[Records for this task — start]

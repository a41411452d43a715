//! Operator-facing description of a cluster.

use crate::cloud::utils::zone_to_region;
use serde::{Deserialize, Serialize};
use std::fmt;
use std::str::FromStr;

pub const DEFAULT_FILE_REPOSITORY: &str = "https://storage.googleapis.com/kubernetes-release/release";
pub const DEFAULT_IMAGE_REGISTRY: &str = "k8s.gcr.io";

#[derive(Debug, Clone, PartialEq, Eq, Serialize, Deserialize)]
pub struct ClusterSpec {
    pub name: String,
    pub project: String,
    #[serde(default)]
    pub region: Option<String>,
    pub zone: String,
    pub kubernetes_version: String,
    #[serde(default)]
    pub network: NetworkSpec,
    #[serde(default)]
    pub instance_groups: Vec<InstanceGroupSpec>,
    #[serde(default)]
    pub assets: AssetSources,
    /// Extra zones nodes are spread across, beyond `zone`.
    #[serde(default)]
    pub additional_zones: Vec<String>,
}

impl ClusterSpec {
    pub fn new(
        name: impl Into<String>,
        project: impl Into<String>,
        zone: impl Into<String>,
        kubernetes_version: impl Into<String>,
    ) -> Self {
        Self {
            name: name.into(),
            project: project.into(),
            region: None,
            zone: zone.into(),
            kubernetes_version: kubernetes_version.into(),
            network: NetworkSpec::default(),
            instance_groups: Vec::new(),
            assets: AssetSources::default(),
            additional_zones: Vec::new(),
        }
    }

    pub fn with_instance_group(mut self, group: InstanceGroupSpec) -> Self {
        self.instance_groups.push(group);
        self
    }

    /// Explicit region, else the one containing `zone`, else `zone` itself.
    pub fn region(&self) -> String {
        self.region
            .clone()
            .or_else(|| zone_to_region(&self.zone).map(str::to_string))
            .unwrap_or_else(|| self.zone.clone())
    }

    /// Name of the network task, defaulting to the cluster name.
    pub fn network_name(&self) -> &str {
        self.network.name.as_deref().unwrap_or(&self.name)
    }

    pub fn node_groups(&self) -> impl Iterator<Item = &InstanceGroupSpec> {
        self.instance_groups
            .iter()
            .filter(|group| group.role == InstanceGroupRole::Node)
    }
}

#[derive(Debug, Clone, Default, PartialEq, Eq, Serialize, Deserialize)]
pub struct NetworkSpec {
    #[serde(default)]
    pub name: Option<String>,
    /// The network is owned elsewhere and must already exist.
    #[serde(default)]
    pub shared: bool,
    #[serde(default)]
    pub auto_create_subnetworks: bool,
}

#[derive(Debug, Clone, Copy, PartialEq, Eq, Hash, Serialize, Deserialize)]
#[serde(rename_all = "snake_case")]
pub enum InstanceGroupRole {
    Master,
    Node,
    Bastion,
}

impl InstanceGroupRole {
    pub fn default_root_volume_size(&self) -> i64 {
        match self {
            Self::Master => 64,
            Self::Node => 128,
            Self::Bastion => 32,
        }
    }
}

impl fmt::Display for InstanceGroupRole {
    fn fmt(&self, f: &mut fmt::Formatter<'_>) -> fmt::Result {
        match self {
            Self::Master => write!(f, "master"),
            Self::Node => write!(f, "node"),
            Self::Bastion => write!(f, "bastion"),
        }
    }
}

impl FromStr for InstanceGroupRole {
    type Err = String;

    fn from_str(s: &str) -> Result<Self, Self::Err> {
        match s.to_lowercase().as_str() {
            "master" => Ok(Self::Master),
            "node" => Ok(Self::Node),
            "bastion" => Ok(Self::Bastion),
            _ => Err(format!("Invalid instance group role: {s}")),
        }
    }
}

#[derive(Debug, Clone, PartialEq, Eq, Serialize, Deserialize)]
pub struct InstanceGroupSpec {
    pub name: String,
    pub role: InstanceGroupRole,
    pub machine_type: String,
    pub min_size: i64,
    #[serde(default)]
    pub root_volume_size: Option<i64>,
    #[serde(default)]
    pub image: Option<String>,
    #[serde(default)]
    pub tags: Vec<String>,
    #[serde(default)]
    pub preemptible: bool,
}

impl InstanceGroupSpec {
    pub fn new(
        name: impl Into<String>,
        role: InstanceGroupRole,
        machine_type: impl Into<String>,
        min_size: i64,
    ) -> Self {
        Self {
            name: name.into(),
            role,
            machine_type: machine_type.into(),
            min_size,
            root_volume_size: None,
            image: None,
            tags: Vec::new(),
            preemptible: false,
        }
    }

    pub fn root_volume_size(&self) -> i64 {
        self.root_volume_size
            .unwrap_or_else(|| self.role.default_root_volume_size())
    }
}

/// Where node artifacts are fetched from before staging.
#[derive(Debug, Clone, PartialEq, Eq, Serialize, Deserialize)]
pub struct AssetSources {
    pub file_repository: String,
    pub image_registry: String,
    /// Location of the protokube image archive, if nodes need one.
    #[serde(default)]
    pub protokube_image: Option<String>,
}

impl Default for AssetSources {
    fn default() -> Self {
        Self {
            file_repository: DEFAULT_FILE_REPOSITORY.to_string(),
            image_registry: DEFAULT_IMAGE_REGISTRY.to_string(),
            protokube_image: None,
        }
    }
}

[Records for this task — finish]
[Records for this task — start]

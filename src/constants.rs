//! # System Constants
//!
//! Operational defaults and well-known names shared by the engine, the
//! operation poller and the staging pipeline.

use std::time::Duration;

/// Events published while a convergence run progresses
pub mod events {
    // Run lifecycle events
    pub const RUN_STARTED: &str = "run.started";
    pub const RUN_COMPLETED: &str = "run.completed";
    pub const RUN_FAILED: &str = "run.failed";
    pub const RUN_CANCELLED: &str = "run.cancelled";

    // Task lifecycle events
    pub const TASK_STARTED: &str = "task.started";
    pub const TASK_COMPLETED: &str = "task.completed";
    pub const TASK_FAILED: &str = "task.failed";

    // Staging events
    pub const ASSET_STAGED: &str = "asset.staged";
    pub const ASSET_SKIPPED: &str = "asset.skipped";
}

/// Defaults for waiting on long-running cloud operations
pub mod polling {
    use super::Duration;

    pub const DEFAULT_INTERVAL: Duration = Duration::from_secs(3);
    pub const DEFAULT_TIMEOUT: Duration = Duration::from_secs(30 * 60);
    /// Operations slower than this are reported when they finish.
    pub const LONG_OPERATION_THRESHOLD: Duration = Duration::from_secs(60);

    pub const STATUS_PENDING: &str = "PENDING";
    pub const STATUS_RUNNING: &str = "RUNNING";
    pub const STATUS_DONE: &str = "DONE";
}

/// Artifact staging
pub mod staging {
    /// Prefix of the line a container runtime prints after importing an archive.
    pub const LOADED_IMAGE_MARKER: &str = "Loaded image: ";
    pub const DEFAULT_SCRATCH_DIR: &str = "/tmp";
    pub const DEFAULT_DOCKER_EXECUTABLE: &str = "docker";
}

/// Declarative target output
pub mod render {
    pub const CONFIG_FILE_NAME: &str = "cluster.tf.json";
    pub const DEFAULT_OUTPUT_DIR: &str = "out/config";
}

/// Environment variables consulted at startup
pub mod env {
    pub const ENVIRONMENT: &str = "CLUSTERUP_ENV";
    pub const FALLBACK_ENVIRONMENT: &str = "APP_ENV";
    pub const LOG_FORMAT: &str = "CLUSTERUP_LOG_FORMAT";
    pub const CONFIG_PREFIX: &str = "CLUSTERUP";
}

[Records for this task — finish]
[Records for this task — start]

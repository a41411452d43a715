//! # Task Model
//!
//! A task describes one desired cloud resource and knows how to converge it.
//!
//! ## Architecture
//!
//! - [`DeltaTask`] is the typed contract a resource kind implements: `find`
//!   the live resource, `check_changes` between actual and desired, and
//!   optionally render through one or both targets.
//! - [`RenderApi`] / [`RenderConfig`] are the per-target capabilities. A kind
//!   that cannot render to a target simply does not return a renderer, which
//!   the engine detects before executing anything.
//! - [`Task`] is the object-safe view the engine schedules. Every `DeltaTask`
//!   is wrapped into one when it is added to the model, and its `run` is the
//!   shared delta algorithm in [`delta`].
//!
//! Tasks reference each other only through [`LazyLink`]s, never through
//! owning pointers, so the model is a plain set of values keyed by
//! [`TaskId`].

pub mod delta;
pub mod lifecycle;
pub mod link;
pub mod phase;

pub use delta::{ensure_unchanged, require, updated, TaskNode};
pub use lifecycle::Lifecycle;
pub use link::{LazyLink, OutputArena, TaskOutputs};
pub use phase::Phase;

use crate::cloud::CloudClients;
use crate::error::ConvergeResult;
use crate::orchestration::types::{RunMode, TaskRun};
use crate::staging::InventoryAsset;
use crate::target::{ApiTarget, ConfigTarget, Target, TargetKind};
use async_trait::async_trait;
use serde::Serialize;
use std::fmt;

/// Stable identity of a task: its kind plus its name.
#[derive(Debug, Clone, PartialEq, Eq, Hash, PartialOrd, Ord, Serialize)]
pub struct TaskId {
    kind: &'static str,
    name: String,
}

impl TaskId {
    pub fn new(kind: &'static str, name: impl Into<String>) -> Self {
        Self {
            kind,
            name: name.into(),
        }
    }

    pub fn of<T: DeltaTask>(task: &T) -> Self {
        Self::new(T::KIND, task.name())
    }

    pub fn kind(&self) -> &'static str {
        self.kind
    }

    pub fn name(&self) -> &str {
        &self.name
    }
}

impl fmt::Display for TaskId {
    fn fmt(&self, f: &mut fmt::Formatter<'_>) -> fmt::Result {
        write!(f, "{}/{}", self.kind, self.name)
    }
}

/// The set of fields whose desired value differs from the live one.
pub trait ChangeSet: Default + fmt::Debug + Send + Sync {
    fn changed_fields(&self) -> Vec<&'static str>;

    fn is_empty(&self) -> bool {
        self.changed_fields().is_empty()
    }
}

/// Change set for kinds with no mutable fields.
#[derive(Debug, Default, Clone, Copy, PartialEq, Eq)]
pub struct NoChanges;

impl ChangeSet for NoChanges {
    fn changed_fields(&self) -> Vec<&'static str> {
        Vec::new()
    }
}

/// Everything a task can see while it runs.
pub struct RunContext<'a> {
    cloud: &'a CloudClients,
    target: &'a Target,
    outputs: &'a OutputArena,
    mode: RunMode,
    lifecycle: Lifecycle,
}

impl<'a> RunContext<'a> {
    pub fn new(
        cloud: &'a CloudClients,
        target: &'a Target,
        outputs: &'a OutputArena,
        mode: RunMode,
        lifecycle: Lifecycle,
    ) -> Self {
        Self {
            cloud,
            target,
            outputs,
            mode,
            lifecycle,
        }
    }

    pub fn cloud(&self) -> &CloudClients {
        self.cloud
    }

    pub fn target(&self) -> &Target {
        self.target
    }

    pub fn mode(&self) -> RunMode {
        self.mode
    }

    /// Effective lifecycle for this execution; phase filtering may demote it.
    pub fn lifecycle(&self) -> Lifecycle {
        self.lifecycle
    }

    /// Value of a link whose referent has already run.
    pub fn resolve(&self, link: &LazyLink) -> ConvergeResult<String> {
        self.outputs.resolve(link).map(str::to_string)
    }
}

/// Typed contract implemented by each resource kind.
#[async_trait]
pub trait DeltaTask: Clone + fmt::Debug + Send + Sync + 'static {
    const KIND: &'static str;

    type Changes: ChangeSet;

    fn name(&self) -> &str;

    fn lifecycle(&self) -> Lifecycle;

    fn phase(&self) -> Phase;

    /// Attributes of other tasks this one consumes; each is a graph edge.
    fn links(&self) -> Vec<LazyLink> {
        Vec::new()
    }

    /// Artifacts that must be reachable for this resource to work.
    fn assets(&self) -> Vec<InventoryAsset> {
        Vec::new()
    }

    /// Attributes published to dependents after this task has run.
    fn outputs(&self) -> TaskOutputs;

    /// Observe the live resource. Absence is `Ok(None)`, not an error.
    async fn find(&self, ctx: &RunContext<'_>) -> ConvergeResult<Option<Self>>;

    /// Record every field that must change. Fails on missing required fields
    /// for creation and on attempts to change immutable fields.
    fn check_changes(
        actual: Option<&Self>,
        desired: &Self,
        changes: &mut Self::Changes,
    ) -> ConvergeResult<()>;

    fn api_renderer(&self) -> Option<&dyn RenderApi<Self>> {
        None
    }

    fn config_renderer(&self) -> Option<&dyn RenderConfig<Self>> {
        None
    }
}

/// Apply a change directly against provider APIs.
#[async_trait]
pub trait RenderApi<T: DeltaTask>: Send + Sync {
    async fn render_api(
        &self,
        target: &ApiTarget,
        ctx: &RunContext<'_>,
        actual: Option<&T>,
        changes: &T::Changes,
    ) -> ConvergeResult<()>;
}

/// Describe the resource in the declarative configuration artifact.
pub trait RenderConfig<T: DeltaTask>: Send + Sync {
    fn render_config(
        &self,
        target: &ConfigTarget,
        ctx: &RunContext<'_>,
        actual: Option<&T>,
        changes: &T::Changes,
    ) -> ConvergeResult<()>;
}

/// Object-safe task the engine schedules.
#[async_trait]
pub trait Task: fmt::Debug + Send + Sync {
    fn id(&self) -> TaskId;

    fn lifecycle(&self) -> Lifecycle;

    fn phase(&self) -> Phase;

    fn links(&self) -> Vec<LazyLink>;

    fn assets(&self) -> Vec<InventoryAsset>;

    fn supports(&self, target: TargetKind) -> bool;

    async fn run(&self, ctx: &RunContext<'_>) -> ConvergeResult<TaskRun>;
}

[Records for this task — finish]

Exercise description:
Say how many lines in the records hold the word "while", giving the number by itself.

Answer box:
2